Die betriebliche Altervorsorge gilt als wichtiger Zusatz zur gesetzlichen Rente. Doch gerade Niedrigverdiener und Beschäftigte in kleinen Unternehmen haben hier das Nachsehen. Ein neues Gesetz soll das ändern.
von Vera Rosigkeit · 30. Mai 2017
Die betriebliche Altersvorsorge gilt als wichtige Ergänzung zur gesetzlichen Rente
Die betriebliche Altersvorsorge gilt als wichtige Ergänzung zur gesetzlichen Rente

Man nennt sie die zweite Säule der Alterssicherung. Neben der gesetzlichen Rentenversicherung (erste Säule) und der privaten Vorsorge (dritte Säule) hat der Bundestag am Donnerstag einen von Bundesarbeits- und Sozialministerin Andrea Nahles vorgelegten Gesetzentwurf zur Stärkung der betrieblichen Rente beschlossen.

Niedrigverdiener profitieren

Kern dieses „Betriebsrentenstärkungsgesetzes“ ist das sogenannte Sozialpartnermodell. Ziel ist es, dass künftig mehr Beschäftigte von einer betrieblichen Altersvorsorge profitieren.   „Mit dem Sozialpartnermodell machen wir die Betriebsrente besonders für Niedrigverdiener und kleinere und mittlere Unternehmen wieder attraktiv“, erklärte Ministerin Nahles auf einer Pressekonferenz in Berlin.
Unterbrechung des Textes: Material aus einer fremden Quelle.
//! FileVault Daemon
//!
//! Serves files below the storage root to authenticated users.

use std::path::{Path, PathBuf};
use std::sync::Arc;

use anyhow::Context;
use clap::{Parser, Subcommand};
use daemon::config::{default_config_path, Config};
use daemon::{JsonUserStore, LocalFileStore, Permission, PermissionSet, Router, Server, ServerOptions};
use tokio_util::sync::CancellationToken;
use tracing_appender::non_blocking::WorkerGuard;
use tracing_subscriber::EnvFilter;

/// FileVault Daemon - authenticated remote file access.
#[derive(Parser, Debug)]
#[command(name = "filevault-daemon")]
#[command(version, about, long_about = None)]
pub struct Cli {
    /// Path to configuration file
    #[arg(short, long, global = true, value_name = "FILE")]
    pub config: Option<PathBuf>,

    /// Enable verbose logging
    #[arg(short, long, global = true)]
    pub verbose: bool,

    /// Subcommand to execute
    #[command(subcommand)]
    pub command: Commands,
}

/// Available commands for the daemon.
#[derive(Subcommand, Debug, Clone)]
pub enum Commands {
    /// Start serving files
    Start {
        /// Create the stock users (root, tester, guest) if they are missing
        #[arg(long)]
        init_users: bool,
    },

    /// Manage users and their permissions
    #[command(subcommand)]
    Users(UsersCommands),

    /// Inspect or create the configuration file
    #[command(subcommand)]
    Config(ConfigCommands),
}

/// Subcommands for user management.
#[derive(Subcommand, Debug, Clone)]
pub enum UsersCommands {
    /// List all users
    List,

    /// Add a user
    Add {
        /// Username
        username: String,

        /// Password
        #[arg(long, short)]
        password: String,

        /// Permission to grant (repeatable)
        #[arg(long = "permission", short = 'P')]
        permissions: Vec<Permission>,
    },

    /// Remove a user
    Remove {
        /// Username
        username: String,
    },

    /// Grant permissions to a user
    Grant {
        /// Username
        username: String,

        /// Permissions to grant
        #[arg(required = true)]
        permissions: Vec<Permission>,
    },

    /// Revoke permissions from a user
    Revoke {
        /// Username
        username: String,

        /// Permissions to revoke
        #[arg(required = true)]
        permissions: Vec<Permission>,
    },
}

/// Subcommands for configuration.
#[derive(Subcommand, Debug, Clone)]
pub enum ConfigCommands {
    /// Print the effective configuration
    Show,

    /// Write a default configuration file
    Init {
        /// Overwrite an existing file
        #[arg(long)]
        force: bool,
    },
}

#[tokio::main]
async fn main() -> anyhow::Result<()> {
    let cli = Cli::parse();

    let config_path = cli.config.clone().unwrap_or_else(default_config_path);
    let mut config = Config::load(&config_path)?;
    let overrides = config.apply_env_overrides();
    config.validate()?;

    let level = if cli.verbose {
        "debug"
    } else {
        config.daemon.log_level.as_str()
    };
    let log_dir = match cli.command {
        Commands::Start { .. } => config.daemon.log_dir.clone(),
        _ => None,
    };
    let _log_guard = init_tracing(level, log_dir.as_deref());
    for applied in &overrides {
        tracing::info!(
            variable = applied.variable,
            value = %applied.value,
            "Configuration overridden from environment"
        );
    }

    match cli.command {
        Commands::Start { init_users } => {
            tracing::info!("FileVault daemon starting...");
            tracing::debug!(path = %config_path.display(), "Using config file");
            run_server(config, init_users).await?;
        }
        Commands::Users(cmd) => {
            let users = JsonUserStore::open(&config.storage.users_file).await?;
            run_users_command(&users, cmd).await?;
        }
        Commands::Config(ConfigCommands::Show) => {
            print!("{}", config.to_toml()?);
        }
        Commands::Config(ConfigCommands::Init { force }) => {
            if config_path.exists() && !force {
                anyhow::bail!(
                    "Config file already exists at {} (use --force to overwrite)",
                    config_path.display()
                );
            }
            Config::default().save(&config_path)?;
            println!("Wrote {}", config_path.display());
        }
    }

    Ok(())
}

/// Install the global subscriber. `RUST_LOG` overrides `level`.
///
/// With a log directory, output goes to a daily rolling file and the
/// returned guard must be held until exit.
fn init_tracing(level: &str, log_dir: Option<&Path>) -> Option<WorkerGuard> {
    let filter = EnvFilter::try_from_default_env().unwrap_or_else(|_| EnvFilter::new(level));

    match log_dir {
        Some(dir) => {
            let appender = tracing_appender::rolling::daily(dir, "filevault-daemon.log");
            let (writer, guard) = tracing_appender::non_blocking(appender);
            tracing_subscriber::fmt()
                .with_env_filter(filter)
                .with_writer(writer)
                .with_ansi(false)
                .init();
            Some(guard)
        }
        None => {
            tracing_subscriber::fmt().with_env_filter(filter).init();
            None
        }
    }
}

/// Run the server until SIGINT or SIGTERM.
async fn run_server(config: Config, init_users: bool) -> anyhow::Result<()> {
    let files = LocalFileStore::open(&config.storage.root)
        .await
        .with_context(|| {
            format!(
                "Failed to open storage root {}",
                config.storage.root.display()
            )
        })?;
    let users = JsonUserStore::open(&config.storage.users_file).await?;

    if init_users {
        for (username, password) in users.create_default().await? {
            println!("Created user {} with password {}", username, password);
        }
    }
    if users.is_empty().await {
        tracing::warn!(
            "No users configured; every login will fail. Add one with `filevault-daemon users add` or start with --init-users"
        );
    }

    let router = Arc::new(Router::new(Arc::new(files), Arc::new(users)));
    let server = Server::bind(
        config.server.bind_address.as_str(),
        router,
        ServerOptions::from_config(&config),
    )
    .await
    .with_context(|| format!("Failed to bind {}", config.server.bind_address))?;
    tracing::info!(root = %config.storage.root.display(), "Serving files");

    let shutdown = CancellationToken::new();
    let mut server_task = tokio::spawn(server.run(shutdown.clone()));

    tokio::select! {
        result = &mut server_task => {
            result.context("Server task failed")??;
            return Ok(());
        }
        signal = wait_for_shutdown_signal() => signal?,
    }

    shutdown.cancel();
    server_task.await.context("Server task failed")??;
    tracing::info!("FileVault daemon stopped");
    Ok(())
}

/// Wait for a shutdown signal (SIGTERM or SIGINT).
async fn wait_for_shutdown_signal() -> anyhow::Result<()> {
    use tokio::signal::unix::{signal, SignalKind};

    let mut sigterm =
        signal(SignalKind::terminate()).context("Failed to register SIGTERM handler")?;

    tokio::select! {
        _ = sigterm.recv() => {
            tracing::info!("Received SIGTERM");
        }
        result = tokio::signal::ctrl_c() => {
            result.context("Failed to listen for SIGINT")?;
            tracing::info!("Received SIGINT");
        }
    }
    Ok(())
}

async fn run_users_command(users: &JsonUserStore, cmd: UsersCommands) -> anyhow::Result<()> {
    match cmd {
        UsersCommands::List => {
            let records = users.list_users().await;
            if records.is_empty() {
                println!("No users registered.");
            } else {
                println!("{:<20} PERMISSIONS", "USERNAME");
                for record in records {
                    println!("{:<20} {}", record.username, record.permissions);
                }
            }
        }
        UsersCommands::Add {
            username,
            password,
            permissions,
        } => {
            let permissions: PermissionSet = permissions.into_iter().collect();
            users.add_user(&username, &password, permissions.clone()).await?;
            println!("Added {} ({})", username, permissions);
        }
        UsersCommands::Remove { username } => match users.remove_user(&username).await? {
            Some(_) => println!("Removed {}", username),
            None => anyhow::bail!("User {} not found", username),
        },
        UsersCommands::Grant {
            username,
            permissions,
        } => {
            let updated = users.grant(&username, &permissions).await?;
            println!("{}: {}", username, updated);
        }
        UsersCommands::Revoke {
            username,
            permissions,
        } => {
            let updated = users.revoke(&username, &permissions).await?;
            println!("{}: {}", username, updated);
        }
    }
    Ok(())
}
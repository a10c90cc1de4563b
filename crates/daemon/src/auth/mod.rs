//! Authentication and authorization.
//!
//! This module provides:
//! - The permission tags that gate file operations
//! - The user store interface consulted by `LOGIN`
//! - A JSON-backed user store with salted password hashes

pub mod permissions;
pub mod user_store;

pub use permissions::{Permission, PermissionSet};
pub use user_store::{
    default_users_path, AuthError, AuthenticatedUser, JsonUserStore, UserRecord, UserStore,
};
Das Modell sieht vor, dass künftig die Sozialpartner (Gewerkschaften und Arbeitgeber) Betriebsrenten ohne Haftung für einen Garantiezins der Arbeitgeber vereinbaren können. Allerdings müssen sich Arbeitgeber künftig im Gegenzug für die Enthaftung an der Sicherung der Betriebsrente zu einem Zuschuss verpflichten. Bisher nämlich sparen sie Sozialversicherungsbeiträge dann ein, wenn Arbeitnehmer im Rahmen einer Entgeltumwandlung einen Teil ihres Lohns als Beitrag für eine Betriebsrente einsetzen. Diese Ersparnisse müssen sie ab 2019 (bei neuen Vereinbarungen) und ab 2022 (für bereits beschlossene) zu 15 Prozent des umgewandelten Gehalts der Beschäftigten in dessen Altersvorsorge einzahlen.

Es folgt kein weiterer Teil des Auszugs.